I’ve been following the wearables space with great interest over the last year, from the first steps of products like Fitbit and Jawbone to the current wave of activity by a growing list of device makers and, importantly, app tool vendors.
This has a great deal to do with CRM, both because of the customer-tracking angles — and there are many — and the fact that vendors like Salesforce.com are rushing headlong into supplying developer tools.
Salesforce on Thursday announced support for an additional five devices, nearly doubling the stable of six it started with at the beginning of the summer. While the devices, their apps and vendors are very interesting — as are the use cases for wearables — the progress so far tells me the market hasn’t yet hit its stride.
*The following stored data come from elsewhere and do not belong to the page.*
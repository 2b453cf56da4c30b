use log::{debug, error, info, warn};

use super::orchestrator::{ChapterOutcome, ChapterState, PipelineConfig};
use super::rating_pass::fail_chapter;
use crate::alignment::{to_content_units, Aligner};
use crate::bookwash::{split_paragraphs, Chapter, Rating};
use crate::service::{Aggression, ContentService};

/// Revise one flagged chapter until it fits the targets or the iteration
/// budget runs out, then replace its content with the aligned change blocks.
///
/// Returns `None` for chapters that are not flagged for cleaning.
pub(crate) async fn clean_chapter(
    service: &mut dyn ContentService,
    chapter: &mut Chapter,
    config: &PipelineConfig,
    aligner: &Aligner,
    next_id: &mut u64,
) -> Option<ChapterOutcome> {
    if chapter.needs_cleaning != Some(true) {
        return None;
    }
    let targets = &config.targets;
    let original = chapter.original_text();

    let mut rating = match chapter.rating {
        Some(rating) => rating,
        None => match service.classify(&original).await {
            Ok(rating) => {
                chapter.rating = Some(rating);
                rating
            }
            Err(e) => {
                error!("Chapter {}: {}", chapter.number, e);
                return Some(fail_chapter(chapter, e.to_string()));
            }
        },
    };
    if !rating.exceeds(targets) {
        chapter.needs_cleaning = Some(false);
        debug!("Chapter {} already within targets ({})", chapter.number, rating);
        return Some(ChapterOutcome::new(chapter, ChapterState::Clean));
    }

    let max_iterations = if config.verify { config.max_iterations.max(1) } else { 1 };
    let mut draft = original;
    let mut aggression_used: Vec<Aggression> = Vec::new();
    let mut state = ChapterState::Unverified;

    for iteration in 1..=max_iterations {
        let aggression = if config.verify {
            config.escalation.aggression_for(iteration, targets)
        } else {
            Aggression::Light
        };
        debug!(
            "Chapter {}: {:?} at aggression {}",
            chapter.number,
            ChapterState::Revising { iteration },
            aggression
        );

        // First pass works on the original, later passes refine the latest draft
        draft = match service.revise(&draft, targets, aggression).await {
            Ok(revised) => revised,
            Err(e) => {
                error!("Chapter {}: {}", chapter.number, e);
                return Some(failed_after(chapter, e.to_string(), iteration, aggression_used));
            }
        };
        aggression_used.push(aggression);

        if !config.verify {
            break;
        }

        debug!("Chapter {}: {:?}", chapter.number, ChapterState::Verifying { iteration });
        rating = match service.classify(&draft).await {
            Ok(rating) => rating,
            Err(e) => {
                error!("Chapter {}: {}", chapter.number, e);
                return Some(failed_after(chapter, e.to_string(), iteration, aggression_used));
            }
        };

        if !rating.exceeds(targets) {
            state = ChapterState::Converged;
            break;
        }
        if iteration == max_iterations {
            warn!(
                "Chapter {} still rated {} after {} iterations, keeping the last revision",
                chapter.number, rating, iteration
            );
            state = ChapterState::Exhausted;
        }
    }

    let alignment = aligner.align(&chapter.original_paragraphs(), &split_paragraphs(&draft));
    let (units, next) = to_content_units(alignment, *next_id);
    *next_id = next;
    chapter.units = units;
    chapter.rating = Some(rating);
    chapter.needs_cleaning = Some(false);

    let mut outcome = ChapterOutcome::new(chapter, state);
    outcome.iterations = aggression_used.len() as u32;
    outcome.aggression = aggression_used;
    info!(
        "Chapter {} {}: {} change(s), rating {}",
        chapter.number,
        state,
        outcome.changes,
        rating
    );
    Some(outcome)
}

fn failed_after(chapter: &mut Chapter, message: String, iteration: u32, aggression: Vec<Aggression>) -> ChapterOutcome {
    let mut outcome = fail_chapter(chapter, message);
    outcome.iterations = iteration;
    outcome.aggression = aggression;
    outcome
}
That’s not to say we aren’t seeing some cool applications. For example, I never realized there were so many vendors getting into the glasses space, and there are various vendors of wristwatch-like things, along with things that go into pockets or possibly around the neck.
Howdy-Do, Mr. P?
The glass makers and their app brethren seem intent on delivering detailed documentation, especially diagrams and drawings, to people who might be working on or fixing devices in places where you can’t just pull out the manual or even a laptop.
A reference case is an app that enables repair technicians to access diagrams for things like oil refinery infrastructure. I also can envision a surgeon accessing the most recent Xray or MRI during surgery to better understand some pathology.
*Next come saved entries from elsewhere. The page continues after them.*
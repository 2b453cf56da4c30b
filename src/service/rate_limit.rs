/*!
 * Pacing, retry and model fallback state for provider calls.
 *
 * `CallState` is an ordinary value owned by one `ContentClient`, so separate
 * runs never share limiter state. Time goes through the `Clock` trait, which
 * lets tests replace real sleeping with `ManualClock`.
 */

use async_trait::async_trait;
use log::{info, warn};
use parking_lot::Mutex;
use rand::Rng;
use std::fmt::Debug;
use std::sync::Arc;
use std::time::{Duration, Instant};

use crate::app_config::AiConfig;

/// Upper bound for the random part of a backoff wait
const MAX_JITTER_MS: u64 = 250;

/// Source of time for pacing and backoff
#[async_trait]
pub trait Clock: Send + Sync + Debug {
    fn now(&self) -> Instant;

    async fn sleep(&self, duration: Duration);
}

/// Wall clock backed by tokio timers
#[derive(Debug, Clone, Copy, Default)]
pub struct TokioClock;

#[async_trait]
impl Clock for TokioClock {
    fn now(&self) -> Instant {
        Instant::now()
    }

    async fn sleep(&self, duration: Duration) {
        tokio::time::sleep(duration).await;
    }
}

/// Clock that only moves when slept on; records every sleep
#[derive(Debug, Clone)]
pub struct ManualClock {
    start: Instant,
    elapsed: Arc<Mutex<Duration>>,
    sleeps: Arc<Mutex<Vec<Duration>>>,
}

impl Default for ManualClock {
    fn default() -> Self {
        Self::new()
    }
}

impl ManualClock {
    pub fn new() -> Self {
        Self {
            start: Instant::now(),
            elapsed: Arc::new(Mutex::new(Duration::ZERO)),
            sleeps: Arc::new(Mutex::new(Vec::new())),
        }
    }

    /// Move time forward without recording a sleep
    pub fn advance(&self, duration: Duration) {
        *self.elapsed.lock() += duration;
    }

    pub fn elapsed(&self) -> Duration {
        *self.elapsed.lock()
    }

    /// Every sleep requested so far, in order
    pub fn sleeps(&self) -> Vec<Duration> {
        self.sleeps.lock().clone()
    }
}

#[async_trait]
impl Clock for ManualClock {
    fn now(&self) -> Instant {
        self.start + *self.elapsed.lock()
    }

    async fn sleep(&self, duration: Duration) {
        self.sleeps.lock().push(duration);
        self.advance(duration);
    }
}

/// Limits applied to every provider call
#[derive(Debug, Clone, PartialEq)]
pub struct RetryPolicy {
    /// Minimum gap between the starts of two requests
    pub min_interval: Duration,
    /// Retries after the first attempt
    pub retry_count: u32,
    /// Backoff before the first retry, doubled for each further retry
    pub base_backoff: Duration,
    /// Cap for a single backoff wait
    pub max_backoff: Duration,
    /// Consecutive rate limit rejections before switching to the fallback model
    pub fallback_after: u32,
    /// Consecutive fallback successes before returning to the primary model
    pub reset_after: u32,
}

impl Default for RetryPolicy {
    fn default() -> Self {
        Self {
            min_interval: Duration::from_secs(1),
            retry_count: 3,
            base_backoff: Duration::from_secs(2),
            max_backoff: Duration::from_secs(30),
            fallback_after: 2,
            reset_after: 5,
        }
    }
}

impl RetryPolicy {
    pub fn from_config(config: &AiConfig) -> Self {
        Self {
            min_interval: config.min_interval(),
            retry_count: config.common.retry_count,
            base_backoff: Duration::from_millis(config.common.retry_backoff_ms),
            max_backoff: Duration::from_millis(config.common.max_backoff_ms),
            fallback_after: config.common.fallback_after,
            reset_after: config.common.reset_after,
        }
    }

    /// Wait before retry number `attempt` (0-based), without jitter.
    ///
    /// `base * 2^attempt`, raised to the server's `Retry-After` hint when
    /// there is one, and never above `max_backoff`.
    pub fn backoff(&self, attempt: u32, retry_after: Option<Duration>) -> Duration {
        let exponential = self.base_backoff.saturating_mul(2u32.saturating_pow(attempt));
        let wait = match retry_after {
            Some(hint) => exponential.max(hint),
            None => exponential,
        };
        wait.min(self.max_backoff)
    }

    /// `backoff` plus a small random jitter, still capped
    pub fn backoff_with_jitter(&self, attempt: u32, retry_after: Option<Duration>) -> Duration {
        let jitter_ceiling = MAX_JITTER_MS.min(self.base_backoff.as_millis() as u64 / 4);
        let jitter = if jitter_ceiling == 0 {
            0
        } else {
            rand::rng().random_range(0..=jitter_ceiling)
        };
        (self.backoff(attempt, retry_after) + Duration::from_millis(jitter)).min(self.max_backoff)
    }
}

/// Mutable limiter and fallback state of one client
#[derive(Debug, Clone, PartialEq)]
pub struct CallState {
    last_call: Option<Instant>,
    primary_model: String,
    fallback_model: Option<String>,
    on_fallback: bool,
    consecutive_rate_limits: u32,
    success_streak: u32,
}

impl CallState {
    pub fn new(primary_model: impl Into<String>, fallback_model: Option<String>) -> Self {
        Self {
            last_call: None,
            primary_model: primary_model.into(),
            fallback_model: fallback_model.filter(|model| !model.is_empty()),
            on_fallback: false,
            consecutive_rate_limits: 0,
            success_streak: 0,
        }
    }

    /// Model the next request should use
    pub fn current_model(&self) -> &str {
        match (&self.fallback_model, self.on_fallback) {
            (Some(fallback), true) => fallback,
            _ => &self.primary_model,
        }
    }

    pub fn is_on_fallback(&self) -> bool {
        self.on_fallback
    }

    pub fn consecutive_rate_limits(&self) -> u32 {
        self.consecutive_rate_limits
    }

    pub fn last_call(&self) -> Option<Instant> {
        self.last_call
    }

    /// How long to wait at `now` before the next request may start
    pub fn wait_needed(&self, now: Instant, min_interval: Duration) -> Duration {
        match self.last_call {
            Some(last) => min_interval.saturating_sub(now.saturating_duration_since(last)),
            None => Duration::ZERO,
        }
    }

    pub fn mark_call(&mut self, now: Instant) {
        self.last_call = Some(now);
    }

    pub fn record_success(&mut self, reset_after: u32) {
        self.consecutive_rate_limits = 0;
        if !self.on_fallback {
            return;
        }

        self.success_streak += 1;
        if self.success_streak >= reset_after {
            info!(
                "{} successful calls on fallback model, returning to {}",
                self.success_streak, self.primary_model
            );
            self.on_fallback = false;
            self.success_streak = 0;
        }
    }

    /// Returns true when this rejection switched the state to the fallback model
    pub fn record_rate_limit(&mut self, fallback_after: u32) -> bool {
        self.consecutive_rate_limits += 1;
        self.success_streak = 0;

        let Some(fallback) = &self.fallback_model else {
            return false;
        };
        if self.on_fallback || self.consecutive_rate_limits < fallback_after {
            return false;
        }

        warn!(
            "{} consecutive rate limit rejections on {}, switching to fallback model {}",
            self.consecutive_rate_limits, self.primary_model, fallback
        );
        self.on_fallback = true;
        self.consecutive_rate_limits = 0;
        true
    }

    pub fn record_failure(&mut self) {
        self.consecutive_rate_limits = 0;
        self.success_streak = 0;
    }
}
There’s a fair number of recognition apps that enable an institution to recognize a customer or employee. Employees wearing a device might automatically emit a signal that would enable them to bypass the card swipe station — rather like RFID or highway toll machines. A store — or inevitably a casino — might recognize a customer walking in and, well, you know.
Personally, I’m cheap, and I don’t shop in stores that employ people who might recognize me for the purpose of selling me something. Also, I am an introvert, and all that “how are you today, Mr. Pombriant?” would freak me out. I like my anonymity, and I hope whatever apps they develop to track me also have a database field that recognizes my need for privacy. Also, I stay away from places specifically designed to sell me my own adrenaline for a high price.
This brings me to the question of questions. What are wearables for? Or more specifically, why would I buy one or several and wear them? This quickly gets me to the point that we are so early in the wearables growth phase that we haven’t yet found the killer apps — maybe a few but certainly not all of them.
Intimate Data
Wearables present all of the ownership complexities that we saw with handhelds prior to Bring Your Own Device becoming the “standard.” Back then, businesses figured they’d be buying the devices and that they therefore could tell employees what to use and how to use it. BlackBerry became the enterprise choice but couldn’t hold serve when the iPhone arrived. People decided en masse to use their iPhones at work, and not long after that their Android devices, and all IT could do was try to catch up.
If anything, the situation with wearables is more complicated. Wearables are assumed to be personal devices and therefore personal purchases. They capture intimate data — for instance, how many hours you sleep you get or calories you consume — and this data ought to be off limits to businesses and bosses, but I don’t see anyone thinking about the implications yet. It raises the question, “how much of me do I share with the world?”
Wearables, for the most part, seem suited to very specific and repeatable functions, like entering a building. Compared with a glass app that can provide continuous benefit as part of a technician’s tool kit, other devices seem one-dimensional. So, one of my quick conclusions is that wearable devices will need to support a bunch of apps and business processes, or they’ll fail.
I can’t see wearing a fitness device, carrying a phone, putting digital glasses on my nose, and carrying an identity device. It makes rolling out of bed and dressing a marathon.
In all the demos I’ve seen, I haven’t seen a good example of data moving from the wearable to something more robust. I am thinking of the way a Fitbit captures data and then displays graphs and charts on my phone. Certainly not all wearables will need to conform to that model, but I think it would increase the likelihood of using wearables if there were some greater payoff.
In the Moment
Many single-use devices will quickly prove impractical, but I suspect we’re all on track to settle on one personal and wearable device that offers multiple functions. This is not a bad thing. As a pendant, a device could become a fashion statement; on the wrist, perhaps more a declaration of status.
On the nose, who knows? There are people who will use glasses at work and be thought cool, and there are others who will wear them socially and find themselves, shall we say, friend-challenged.
What I see in all this is wearables makers rushing to solve old problems that were solved, perhaps less elegantly, by larger devices. That’s the way things go in rolling out a new paradigm — we’ve seen it before. It’s cool when you can put your finger on the moment, though, like we can right now with wearables.